[Given information]

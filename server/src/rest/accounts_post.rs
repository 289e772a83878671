// III-IV
// Copyright 2023 Julio Merino
//
// Licensed under the Apache License, Version 2.0 (the "License"); you may not
// use this file except in compliance with the License.  You may obtain a copy
// of the License at:
//
//     http://www.apache.org/licenses/LICENSE-2.0
//
// Unless required by applicable law or agreed to in writing, software
// distributed under the License is distributed on an "AS IS" BASIS, WITHOUT
// WARRANTIES OR CONDITIONS OF ANY KIND, either express or implied.  See the
// License for the specific language governing permissions and limitations
// under the License.

//! API to register a new account.

use crate::driver::Driver;
use crate::model::{AccountDetails, AccountId, Password, PersonName, Role};
use crate::rest::httputils::optional_whoami;
use axum::Json;
use axum::extract::State;
use axum::http::{self, HeaderMap};
use axum::response::IntoResponse;
use rideshare_core::model::EmailAddress;
use rideshare_core::rest::RestError;
use serde::Deserialize;

/// Message sent to the server to register a new account.
#[derive(Deserialize)]
#[serde(rename_all = "camelCase")]
pub(crate) struct AccountRequest {
    /// Identifier proposed by the client, which must not exist yet.
    id: Option<AccountId>,

    /// Email address of the new account.
    email: EmailAddress,

    /// First name of the account holder.
    first_name: PersonName,

    /// Surname of the account holder.
    surname: PersonName,

    /// Password for the new account.
    password: Password,

    /// Role for the new account, only honored if the caller is an administrator.
    role: Option<Role>,
}

/// API handler.
pub(crate) async fn handler(
    State(driver): State<Driver>,
    headers: HeaderMap,
    Json(request): Json<AccountRequest>,
) -> Result<impl IntoResponse, RestError> {
    let whoami = optional_whoami(&driver, &headers).await?;

    let details = AccountDetails {
        email: request.email,
        first_name: request.first_name,
        surname: request.surname,
        role: request.role,
    };
    let account = driver.add_account(whoami, request.id, details, request.password).await?;

    Ok((http::StatusCode::CREATED, Json(account)))
}
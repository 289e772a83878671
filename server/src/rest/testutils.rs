// III-IV
// Copyright 2023 Julio Merino
//
// Licensed under the Apache License, Version 2.0 (the "License"); you may not
// use this file except in compliance with the License.  You may obtain a copy
// of the License at:
//
//     http://www.apache.org/licenses/LICENSE-2.0
//
// Unless required by applicable law or agreed to in writing, software
// distributed under the License is distributed on an "AS IS" BASIS, WITHOUT
// WARRANTIES OR CONDITIONS OF ANY KIND, either express or implied.  See the
// License for the specific language governing permissions and limitations
// under the License.

//! Test utilities for the REST layer.

use crate::driver::testutils::{TEST_PASSWORD, TestContext as DriverTestContext};
use crate::model::{AccessToken, Principal, Role};
use crate::rest::app;
use axum::Router;
use rideshare_core::model::EmailAddress;
use std::ops::Deref;

/// State of a running test against the REST layer.
///
/// Dereferences into the business layer context so that tests can set up and inspect the
/// backing data directly.
pub(crate) struct TestContext {
    /// Backing state of the app.
    base: DriverTestContext,

    /// The app under test, with all routes nested under `/api`.
    app: Router,
}

impl TestContext {
    /// Initializes the app backed by an in-memory database.
    pub(crate) async fn setup() -> Self {
        let base = DriverTestContext::setup().await;
        let app = Router::new().nest("/api", app(base.driver()));
        Self { base, app }
    }

    /// Gets a clone of the app router.
    pub(crate) fn app(&self) -> Router {
        self.app.clone()
    }

    /// Consumes the context and transforms it into the app router.
    pub(crate) fn into_app(self) -> Router {
        self.app
    }

    /// Creates an account named `name` with the given `role` and logs it in.
    pub(crate) async fn login_as(
        &self,
        name: &'static str,
        role: Role,
    ) -> (Principal, AccessToken) {
        let principal = self.base.create_account(name, role).await;
        let email = EmailAddress::new(format!("{}@example.com", name)).unwrap();
        let session = self.base.driver().login(email, TEST_PASSWORD.into()).await.unwrap();
        (principal, session.take_access_token())
    }
}

impl Deref for TestContext {
    type Target = DriverTestContext;

    fn deref(&self) -> &Self::Target {
        &self.base
    }
}
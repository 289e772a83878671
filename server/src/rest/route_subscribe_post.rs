// III-IV
// Copyright 2023 Julio Merino
//
// Licensed under the Apache License, Version 2.0 (the "License"); you may not
// use this file except in compliance with the License.  You may obtain a copy
// of the License at:
//
//     http://www.apache.org/licenses/LICENSE-2.0
//
// Unless required by applicable law or agreed to in writing, software
// distributed under the License is distributed on an "AS IS" BASIS, WITHOUT
// WARRANTIES OR CONDITIONS OF ANY KIND, either express or implied.  See the
// License for the specific language governing permissions and limitations
// under the License.

//! API to subscribe the caller to a route.

use crate::driver::Driver;
use crate::model::RouteId;
use crate::rest::httputils::require_whoami;
use axum::Json;
use axum::extract::{Path, State};
use axum::http::HeaderMap;
use axum::response::IntoResponse;
use rideshare_core::rest::{EmptyBody, RestError};

/// API handler.
pub(crate) async fn handler(
    State(driver): State<Driver>,
    Path(id): Path<RouteId>,
    headers: HeaderMap,
    _: EmptyBody,
) -> Result<impl IntoResponse, RestError> {
    let whoami = require_whoami(&driver, &headers).await?;
    let route = driver.subscribe_route(whoami, id).await?;
    Ok(Json(route))
}
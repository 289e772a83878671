// III-IV
// Copyright 2023 Julio Merino
//
// Licensed under the Apache License, Version 2.0 (the "License"); you may not
// use this file except in compliance with the License.  You may obtain a copy
// of the License at:
//
//     http://www.apache.org/licenses/LICENSE-2.0
//
// Unless required by applicable law or agreed to in writing, software
// distributed under the License is distributed on an "AS IS" BASIS, WITHOUT
// WARRANTIES OR CONDITIONS OF ANY KIND, either express or implied.  See the
// License for the specific language governing permissions and limitations
// under the License.

//! The `EmailAddress` data type.

use crate::model::{ModelError, ModelResult};
use serde::{Deserialize, Serialize};

/// Maximum length of email addresses per the schema.
pub(crate) const MAX_EMAIL_LENGTH: usize = 128;

/// Represents a correctly-formatted email address.
///
/// Email addresses identify accounts and must be unique across them, so they are stored in
/// lowercase form to prevent two accounts from differing only in the case of their address.
#[derive(Clone, Debug, Deserialize, Eq, Hash, Ord, PartialEq, PartialOrd, Serialize)]
#[serde(try_from = "String", into = "String")]
pub struct EmailAddress(String);

impl EmailAddress {
    /// Creates a new email address from an untrusted string `s`, making sure it is valid.
    pub fn new<S: Into<String>>(s: S) -> ModelResult<Self> {
        let s = s.into();

        if s.trim().is_empty() {
            return Err(ModelError("Email address cannot be empty".to_owned()));
        }
        if s.len() > MAX_EMAIL_LENGTH {
            return Err(ModelError("Email address is too long".to_owned()));
        }

        // Full validation of email addresses is futile.  We only make sure that there is a single
        // separator with something on either side of it.
        let valid = match s.split_once('@') {
            Some((local, domain)) => {
                !local.is_empty() && !domain.is_empty() && !domain.contains('@')
            }
            None => false,
        };
        if !valid || s.contains(char::is_whitespace) {
            return Err(ModelError(format!("Email does not look like a valid address '{}'", s)));
        }

        Ok(Self(s.to_lowercase()))
    }

    /// Creates a new email address from an untrusted string `s`, without validation.  Useful for
    /// testing purposes only.
    #[cfg(any(test, feature = "testutils"))]
    pub fn new_invalid<S: Into<String>>(s: S) -> Self {
        Self(s.into())
    }

    /// Returns a string view of the email address.
    pub fn as_str(&self) -> &str {
        self.0.as_str()
    }
}

impl TryFrom<String> for EmailAddress {
    type Error = ModelError;

    fn try_from(s: String) -> ModelResult<Self> {
        EmailAddress::new(s)
    }
}

impl From<EmailAddress> for String {
    fn from(email: EmailAddress) -> Self {
        email.0
    }
}

#[cfg(any(test, feature = "testutils"))]
impl From<&str> for EmailAddress {
    fn from(raw_email: &str) -> Self {
        Self::new(raw_email).expect("Hardcoded email addresses for testing must be valid")
    }
}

[/Given information]

- **What you need to do**
In the entries above, find each line that has the word "derive". Copy it.

- **Response below**
#[derive(Deserialize)]
#[derive(Clone, Debug, Deserialize, Eq, Hash, Ord, PartialEq, PartialOrd, Serialize)]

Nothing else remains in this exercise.